Marginalia 18: the beautiful and the surprising
RS Benedict recently made the observation that in contemporary Western culture, Everyone Is Beautiful and No One Is Horny. Benedict is writing about about Hollywood film. But she's also writing about the culture more broadly, and it's hard to disagree with her about the vacuity of hyper capitalism and how it drains joy out of even our most elemental animal spirits:
In her blog McMansion Hell, Kate Wagner examines precisely why these widely-hated 5000-square foot housing bubble behemoths are so awful. Over and over again, she reiterates the point that McMansions are not built to be homes; they’re built to be short-term investments... The same fate has befallen our bodies. A body is no longer a holistic system. It is not the vehicle through which we experience joy and pleasure during our brief time in the land of the living. It, too, is a collection of features [which] exist not to make our lives more comfortable, but to increase the value of our assets.
Her piece starts with a reference to Paul Verhoeven's disturbing film “Starship Troopers” — a film that I haven't watched for years, but imagine would probably strike me as less wryly funny now than when it was released, because it so accurately describes our current reality. Benedict's piece is a great pair to David Roth's article published in The New Yorker last July, How “Starship Troopers” Aligns with Our Moment of American Defeat.
Once again, the present has caught up to Verhoeven’s acid vision of the future. It’s not a realization that anyone in the film can articulate, or seemingly even process, but the failure is plain: society has left itself a single solution to every problem, and it doesn’t work.

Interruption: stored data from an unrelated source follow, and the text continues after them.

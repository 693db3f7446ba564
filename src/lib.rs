//! Fixed-size linear algebra for 3D graphics.
//!
//! This crate provides the numeric foundation of a rendering engine: small, `Copy`, stack-allocated
//! vectors, matrices and quaternions whose dimensions are part of their type.
//!
//! # Overview
//!
//! - [`Vector`] is an `N`-element column vector.
//! - [`Matrix`] is an `R`x`C` matrix stored in row-major order. Its square aliases ([`Mat2`],
//!   [`Mat3`], [`Mat4`]) provide [determinants], [adjugates], [inverses] and
//!   [orthonormalization].
//! - [`SymmetricEigen2`] is the closed-form eigendecomposition of symmetric 2x2 matrices.
//! - [`Quat`] represents rotations in 3D space and converts to and from rotation matrices.
//! - [`Random`] generates random scalars, directions and rotations from an explicit seed.
//!
//! # Conventions
//!
//! - Matrices are row-major and unpadded. [`Matrix::as_slice`] and the [`bytemuck::Pod`] impls
//!   expose exactly the layout graphics APIs expect for row-major uploads.
//! - Matrices act on column vectors (`M * v`). A row vector multiplied from the left (`v * M`) is
//!   the same as `transpose(M) * v`.
//! - Operations that can encounter a singular or zero input return a [`Result`]. Indexing out of
//!   bounds panics, just like it does for slices; `get` and `get_mut` are the checked variants.
//!
//! [determinants]: Matrix::determinant
//! [adjugates]: Matrix::adjugate
//! [inverses]: Matrix::inverse
//! [orthonormalization]: Matrix::orthonormalize

pub mod approx;
mod eigen;
mod error;
mod matrix;
mod quat;
mod random;
mod traits;
mod vector;

pub use eigen::*;
pub use error::*;
pub use matrix::*;
pub use quat::*;
pub use random::*;
pub use traits::*;
pub use vector::*;
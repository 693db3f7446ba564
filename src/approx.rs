//! Approximate equality.
//!
//! Results of matrix inversion, quaternion conversion and the other floating-point algorithms in
//! this crate are rarely bit-exact. This module provides the comparison used by the tests and
//! doctests throughout the crate, and is public so that downstream code can compare vectors,
//! matrices and quaternions the same way.

mod impls;

use std::{fmt, panic::Location};

/// Types that can be compared for *approximate equality*.
///
/// Compound types implementing this trait are considered *equal* if all of their elements are.
///
/// For more information on the subtleties of approximate floating-point number comparison, see:
/// <https://randomascii.wordpress.com/2012/02/25/comparing-floating-point-numbers-2012-edition/>
pub trait ApproxEq<Rhs: ?Sized = Self> {
    /// Type representing the tolerance for absolute and relative comparisons.
    ///
    /// This is the element type ([`f32`] or [`f64`]) of the compared values.
    type Tolerance: DefaultTolerances + Copy;

    /// Performs an *absolute comparison* of `self` and `other`.
    ///
    /// If the absolute difference of the compared values is less than or equal to `abs_tolerance`,
    /// the values are considered to be equal.
    fn abs_diff_eq(&self, other: &Rhs, abs_tolerance: Self::Tolerance) -> bool;

    /// Performs a *relative comparison* of `self` and `other`.
    ///
    /// If the absolute difference of the compared values is less than or equal to the largest of
    /// the two values times `rel_tolerance`, the values are considered to be equal.
    fn rel_diff_eq(&self, other: &Rhs, rel_tolerance: Self::Tolerance) -> bool;

    /// Performs a comparison of `self` and `other` by counting the number of
    /// [*units in the last place*] (ULPs) between the values.
    ///
    /// `NaN` is never considered equal to anything. `-0.0` and `+0.0` are always considered equal,
    /// other values with differing signs are never considered equal.
    ///
    /// [*units in the last place*]: https://en.wikipedia.org/wiki/Unit_in_the_last_place
    fn ulps_diff_eq(&self, other: &Rhs, ulps_tolerance: u32) -> bool;
}

/// Default tolerances used by [`assert_approx_eq!`][crate::assert_approx_eq] and
/// [`assert_approx_ne!`][crate::assert_approx_ne] when no comparison is configured.
pub trait DefaultTolerances {
    /// Default tolerance for *absolute comparisons* via [`ApproxEq::abs_diff_eq`].
    const DEFAULT_ABS_TOLERANCE: Self;
    /// Default tolerance for *relative comparisons* via [`ApproxEq::rel_diff_eq`].
    const DEFAULT_REL_TOLERANCE: Self;
    /// Default tolerance for *ULPS comparisons* via [`ApproxEq::ulps_diff_eq`].
    const DEFAULT_ULPS_TOLERANCE: u32;
}

impl DefaultTolerances for f32 {
    const DEFAULT_ABS_TOLERANCE: Self = Self::EPSILON;
    const DEFAULT_REL_TOLERANCE: Self = Self::EPSILON;
    const DEFAULT_ULPS_TOLERANCE: u32 = 4;
}

impl DefaultTolerances for f64 {
    const DEFAULT_ABS_TOLERANCE: Self = Self::EPSILON;
    const DEFAULT_REL_TOLERANCE: Self = Self::EPSILON;
    const DEFAULT_ULPS_TOLERANCE: u32 = 4;
}

/// Assertion guard returned by [`assert_approx_eq!`][crate::assert_approx_eq] and
/// [`assert_approx_ne!`][crate::assert_approx_ne].
///
/// The assertion is checked when this value is dropped. Before that, the comparison can be
/// configured:
///
/// - [`Asserter::abs`] compares the *absolute difference* via [`ApproxEq::abs_diff_eq`].
/// - [`Asserter::rel`] compares the *relative difference* via [`ApproxEq::rel_diff_eq`].
/// - [`Asserter::ulps`] counts the representable values between them via
///   [`ApproxEq::ulps_diff_eq`].
///
/// If more than one comparison is configured, the values are equal if *any* of them says so.
/// Without configuration, an absolute comparison with [`DEFAULT_ABS_TOLERANCE`] and a relative
/// comparison with [`DEFAULT_REL_TOLERANCE`] are performed.
///
/// [`DEFAULT_ABS_TOLERANCE`]: DefaultTolerances::DEFAULT_ABS_TOLERANCE
/// [`DEFAULT_REL_TOLERANCE`]: DefaultTolerances::DEFAULT_REL_TOLERANCE
pub struct Asserter<'a, T>
where
    T: ApproxEq + fmt::Debug,
{
    left: &'a T,
    right: &'a T,
    kind: AssertionKind,
    location: &'static Location<'static>,
    msg: Option<fmt::Arguments<'a>>,
    abs: Option<T::Tolerance>,
    rel: Option<T::Tolerance>,
    ulps: Option<u32>,
}

impl<'a, T> Asserter<'a, T>
where
    T: ApproxEq + fmt::Debug,
{
    #[doc(hidden)]
    #[track_caller]
    pub fn new(
        left: &'a T,
        right: &'a T,
        kind: AssertionKind,
        msg: Option<fmt::Arguments<'a>>,
    ) -> Self {
        Self {
            left,
            right,
            kind,
            location: Location::caller(),
            msg,
            abs: None,
            rel: None,
            ulps: None,
        }
    }

    /// Perform an *absolute comparison* of the values with the given tolerance.
    ///
    /// This is usually the right choice for results that should be close to zero, such as the
    /// off-diagonal elements of `M * inverse(M)`.
    pub fn abs(&mut self, abs: T::Tolerance) -> &mut Self {
        self.abs = Some(abs);
        self
    }

    /// Perform a *relative comparison* of the values with the given tolerance.
    ///
    /// Any non-zero number only compares equal to `0.0` with a relative tolerance of at least
    /// `1.0`, so prefer [`Asserter::abs`] near zero.
    pub fn rel(&mut self, rel: T::Tolerance) -> &mut Self {
        self.rel = Some(rel);
        self
    }

    /// Perform a comparison by counting the number of [*units in the last place*] between the
    /// values.
    ///
    /// [*units in the last place*]: https://en.wikipedia.org/wiki/Unit_in_the_last_place
    pub fn ulps(&mut self, ulps: u32) -> &mut Self {
        self.ulps = Some(ulps);
        self
    }

    fn equal(&mut self) -> bool {
        let abs = self
            .abs
            .take()
            .is_some_and(|abs| T::abs_diff_eq(self.left, self.right, abs));
        let rel = self
            .rel
            .take()
            .is_some_and(|rel| T::rel_diff_eq(self.left, self.right, rel));
        let ulps = self
            .ulps
            .take()
            .is_some_and(|ulps| T::ulps_diff_eq(self.left, self.right, ulps));
        abs || rel || ulps
    }
}

impl<'a, T> Drop for Asserter<'a, T>
where
    T: ApproxEq + fmt::Debug,
{
    // `#[track_caller]` has no effect on destructors, so the location captured in `new` is
    // reported instead.
    fn drop(&mut self) {
        if self.abs.is_none() && self.rel.is_none() && self.ulps.is_none() {
            self.abs = Some(T::Tolerance::DEFAULT_ABS_TOLERANCE);
            self.rel = Some(T::Tolerance::DEFAULT_REL_TOLERANCE);
        }

        let equal = self.equal();
        let failed = match self.kind {
            AssertionKind::Eq => !equal,
            AssertionKind::Ne => equal,
        };
        if failed {
            assert_failed_inner(self.left, self.right, self.kind, self.location, self.msg);
        }
    }
}

fn assert_failed_inner(
    left: &dyn fmt::Debug,
    right: &dyn fmt::Debug,
    kind: AssertionKind,
    location: &Location<'_>,
    args: Option<fmt::Arguments<'_>>,
) -> ! {
    let op = match kind {
        AssertionKind::Eq => "==",
        AssertionKind::Ne => "!=",
    };
    match args {
        Some(args) => panic!(
            r#"assertion `left {op} right` failed at {location}: {args}
  left: {left:?}
 right: {right:?}"#
        ),
        None => panic!(
            r#"assertion `left {op} right` failed at {location}
  left: {left:?}
 right: {right:?}"#
        ),
    }
}

#[doc(hidden)]
#[derive(Clone, Copy, PartialEq, Eq)]
#[non_exhaustive]
pub enum AssertionKind {
    Eq,
    Ne,
}

/// Asserts that two expressions are approximately equal to each other (using [`ApproxEq`]).
///
/// Works like [`assert_eq!`], but returns an [`Asserter`] that can be used to configure the
/// comparison method and its tolerance.
///
/// # Examples
///
/// ```
/// # use gfx_linalg::*;
/// let one = (0..10).fold(0.0, |acc, _| acc + 0.1);
/// assert_approx_eq!(one, 1.0);
///
/// assert_approx_eq!(100.0, 99.0).abs(1.0);
/// assert_approx_eq!(100.0, 99.0).rel(0.01);
/// assert_approx_eq!(1.0, 1.0 + f64::EPSILON).ulps(1);
/// ```
///
/// Vectors, matrices and quaternions are compared element by element:
///
/// ```
/// # use gfx_linalg::*;
/// let m = Mat2f::from_rows([[4.0, 7.0], [2.0, 6.0]]);
/// assert_approx_eq!(m * m.inverse().unwrap(), Mat2f::IDENTITY).abs(1e-6);
/// ```
#[macro_export]
macro_rules! assert_approx_eq {
    ($lhs:expr, $rhs:expr $(,)?) => {
        $crate::approx::Asserter::new(
            &$lhs,
            &$rhs,
            $crate::approx::AssertionKind::Eq,
            ::core::option::Option::None,
        )
    };
    ($lhs:expr, $rhs:expr, $($arg:tt)+) => {
        $crate::approx::Asserter::new(
            &$lhs,
            &$rhs,
            $crate::approx::AssertionKind::Eq,
            ::core::option::Option::Some(::core::format_args!($($arg)+)),
        )
    };
}

/// Asserts that two expressions are *not* approximately equal to each other (using [`ApproxEq`]).
///
/// The counterpart of [`assert_approx_eq!`].
///
/// # Examples
///
/// ```
/// # use gfx_linalg::*;
/// assert_approx_ne!(100.0, 99.0).abs(0.5);
/// assert_approx_ne!(vec2(1.0, 0.0), vec2(0.0, 1.0));
/// ```
#[macro_export]
macro_rules! assert_approx_ne {
    ($lhs:expr, $rhs:expr $(,)?) => {
        $crate::approx::Asserter::new(
            &$lhs,
            &$rhs,
            $crate::approx::AssertionKind::Ne,
            ::core::option::Option::None,
        )
    };
    ($lhs:expr, $rhs:expr, $($arg:tt)+) => {
        $crate::approx::Asserter::new(
            &$lhs,
            &$rhs,
            $crate::approx::AssertionKind::Ne,
            ::core::option::Option::Some(::core::format_args!($($arg)+)),
        )
    };
}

So how to break out of this cycle? Once answer might be to pay more attention to The Intellectual Life of Kids, the topic of a great episode on KPFA's Against the Grain last week. Psychologist Susan Engel speaks about her research and her new book on the same topic, pointing out that the way we learn (as individuals but also as societies) is by constantly finding new things to be “surprised by”. I found this a really interesting way of thinking about the learning process, and it makes sense. Human brains enjoy novelty, and Engels seems to be arguing (amongst other things of course — her primary point is that children have intellectual lives that are very often under-appreciated by adults) that the driver for learning more and more specific detail about a particular topic is primarily driven not be “interest” in an abstract way so much as the desire to find out new “surprises”.
Something that might surprise you is an independent American small-holding farmer arguing against the Farmers Market model, yet that's exactly what Chris Newman does in a piece published on Medium in 2019, arguing that “the romance of neoliberal peasant farming blinds us to our collective power”. As a Certified Middle Class Wanker I frequent farmers markets but always felt slightly ambivalent about how they operate — at least in the Melbourne context. Newman's central argument is that Farmers Markets are extraordinarily inefficent, and if the same farmers organised as a cooperative they could provide access to their produce where the customers are located but focus their energy on the thing they like doing and are good at — farming — instead of working 100 hour weeks because, due to operating as independent consumer-facing businesses they have to be their own freight carriers, retailers, social media managers, and so on. That is, Newman sees a viable model that is neither the somewhat neo-liberal and very inefficient farmers market model nor the arguably highly efficient but extremely monopolistic and hyper-consumerist supermarket model: a producer cooperative. It's an intriguing idea.
The final little piece I wanted to share today is Mozilla's POP Your Event! guide:
For any project or event, it’s important to be clear on your purpose for the work, the outcomes you hope to see, and the process you’ll use to get there— before you get going.
I've been talking with some colleagues about improving some of our practices, particularly around that bane of office life, meetings. I think the simple POP model can also be useful for either running or avoiding meetings, if it's used to structure thinking around a particular need. If you think about a thing that needs to happen in a work context — “X” — that could be the purpose. Very often people skip immediately to “process” and on auto-pilot decide that the process should be “a meeting”. But if you think even just for a few minutes about the outcomes you want, often “a meeting” is clearly not going to deliver those outcomes. And if getting people together to discuss something is needed, you can use POP recursively to think (before the meeting!) about what the purpose, outcomes, and process of the meeting will be. I guess time will tell whether this helps in my own work context.